HCC Dean of Student Affairs Jessica Chambers stood by the decision at the time in a statement to Campus Reform, citing the school’s Club Guide, which states that, “[t]he first step to create a new club on campus is to research existing clubs to be sure the mission and purpose are not duplicated.”
Chambers said that she believed that “both Republicans and Democrats, as well as any other political parties, are able to be fairly represented as members of the currently existing club, without the creation of any additional clubs.”
However, HCC already has clubs with overlapping purposes, such as the National Organization for Women club and the Spectrum club, both of which define their missions to include promoting the rights of LGBT students.
DeMartino told Campus Reform that she planned to petition for the club once classes resumed in September. She put that plan into action on September 2 with assistance from Turning Point USA field director Helen Heath and about 10 other individuals, collecting roughly 100 signatures over the course of two hours before being ordered to leave, according to the Hagerstown Herald-Mail.
“It's become a larger issue of First Amendment rights,” DeMartino told the Herald-Mail. “As a student who is a State of Maryland resident, who attends a State of Maryland public institution, I'm paying my tuition to go to a college, where I should have my rights respected on my campus. By telling me I can't have a club on campus, I can't petition on campus—that's a violation of my First Amendment rights, in my opinion.”
HCC acknowledged in a statement on its website that “DeMartino and two people representing Turning Point USA (not HCC students) were soliciting for signatures to petition the denial of the club request,” and were “asked to discontinue their activity because they had not sought approval to do so and, thus, were in violation of HCC’s Solicitation Policy.”
The school does not mention that a number of other individuals were also involved in the petition drive, but an audio recording provided to Campus Reform reveals that there were at least three to four additional participants, all of whom identified themselves as HCC students. Moreover, only one of the non-students was a TPUSA representative; the other was Nick Glad, a representative of the Leadership Institute, the parent organization of Campus Reform.

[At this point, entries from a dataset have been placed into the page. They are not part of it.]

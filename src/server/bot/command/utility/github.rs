use reqwest::StatusCode;
use serde::Deserialize;
use serenity::{
    all::{CommandOptionType, CreateCommand, CreateCommandOption, CreateEmbed},
    async_trait,
};
use std::time::Duration;

use crate::server::{
    bot::{
        command::EMBED_COLOR,
        interaction::{
            context::HandlerContext,
            handler::{CommandHandler, HandlerMeta},
            request::{CommandRequest, HandlerKind},
            response::Response,
        },
    },
    error::command::CommandError,
};

const USERS_URL: &str = "https://api.github.com/users";
const USERNAME_MAX_LENGTH: usize = 39;

#[derive(Debug, Clone, Deserialize)]
pub struct GithubUser {
    pub login: String,
    pub name: Option<String>,
    pub bio: Option<String>,
    pub html_url: String,
    pub avatar_url: String,
    pub public_repos: u64,
    pub followers: u64,
    pub following: u64,
}

/// GitHub usernames: alphanumerics and single inner hyphens, at most 39 characters.
pub fn check_username(username: &str) -> Result<&str, CommandError> {
    let username = username.trim();
    let valid = !username.is_empty()
        && username.len() <= USERNAME_MAX_LENGTH
        && username
            .chars()
            .all(|c| c.is_ascii_alphanumeric() || c == '-')
        && !username.starts_with('-')
        && !username.ends_with('-')
        && !username.contains("--");

    if !valid {
        return Err(CommandError::user(format!(
            "'{}' is not a valid GitHub username.",
            username
        )));
    }
    Ok(username)
}

pub fn github_embed(user: &GithubUser) -> CreateEmbed {
    let title = match &user.name {
        Some(name) => format!("{} ({})", name, user.login),
        None => user.login.clone(),
    };

    CreateEmbed::new()
        .title(title)
        .url(&user.html_url)
        .thumbnail(&user.avatar_url)
        .description(user.bio.as_deref().unwrap_or(""))
        .field("Repositories", user.public_repos.to_string(), true)
        .field("Followers", user.followers.to_string(), true)
        .field("Following", user.following.to_string(), true)
        .color(EMBED_COLOR)
}

pub struct GithubCommand {
    meta: HandlerMeta,
}

impl GithubCommand {
    pub fn new() -> Self {
        Self {
            meta: HandlerMeta::new(HandlerKind::ChatInput).cooldown(Duration::from_secs(10)),
        }
    }
}

#[async_trait]
impl CommandHandler for GithubCommand {
    fn name(&self) -> &str {
        "github"
    }

    fn description(&self) -> &str {
        "Look up a GitHub user"
    }

    fn meta(&self) -> &HandlerMeta {
        &self.meta
    }

    fn definition(&self) -> CreateCommand {
        CreateCommand::new(self.name())
            .description(self.description())
            .add_option(
                CreateCommandOption::new(CommandOptionType::String, "username", "GitHub username")
                    .max_length(USERNAME_MAX_LENGTH as u16)
                    .required(true),
            )
    }

    async fn run(
        &self,
        ctx: &HandlerContext<'_>,
        request: &CommandRequest,
    ) -> Result<Response, CommandError> {
        let username = check_username(request.string("username").unwrap_or_default())?;

        let response = ctx
            .http_client
            .get(format!("{}/{}", USERS_URL, username))
            .header(reqwest::header::ACCEPT, "application/vnd.github+json")
            .send()
            .await?;

        if response.status() == StatusCode::NOT_FOUND {
            return Err(CommandError::user(format!(
                "GitHub user '{}' not found.",
                username
            )));
        }

        let user: GithubUser = response.error_for_status()?.json().await?;

        Ok(Response::embed(github_embed(&user)))
    }
}
pub mod admin;
pub mod home;
pub mod login;
pub mod not_found;

pub use home::Home;
pub use login::Login;
pub use not_found::NotFound;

The recording shows that school officials focused their attention on the two non-students, demanding that they provide identification so that Kirkpatrick could copy the information. When Nick objected that she was also writing down his driver’s license number, to which he had not consented, Kirkpatrick responded, “Am I not allowed to do that?”
“Leave campus,” the officer then interjected. “And let me hear your tape recorder; I may have to charge you with a felony.”
HCC’s solicitation policy requires all groups, whether or not they are affiliated with or recognized by the college, to secure the “express written consent” of the Dean of Student Affairs in order to solicit on behalf of any cause or organization anywhere on campus, and further restricts unaffiliated groups from soliciting unless they are “vendors with whom the college has contracted for the sale, lease, rental, or offer of … goods and services.”
The Foundation for Individual Rights in Education has challenged similar solicitation policies at other public colleges, citing Supreme Court precedent establishing that time, place, and manner restrictions of free expression on public campuses are unconstitutional unless they are “narrowly tailored” to “serve a significant governmental interest.”
HCC does not address the constitutionality question in its statement, instead disputing DeMartino’s portrayal of the events preceding the altercation in a bullet-point list, but acting Dean of Student Affairs Mike Martin offered a more detailed explanation to the Herald-Mail.
“Certainly we welcome any kind of diverse beliefs,” he said, “as long as they’re shared in the right context, and by our policies and procedures, and they’re brought into the right forum.”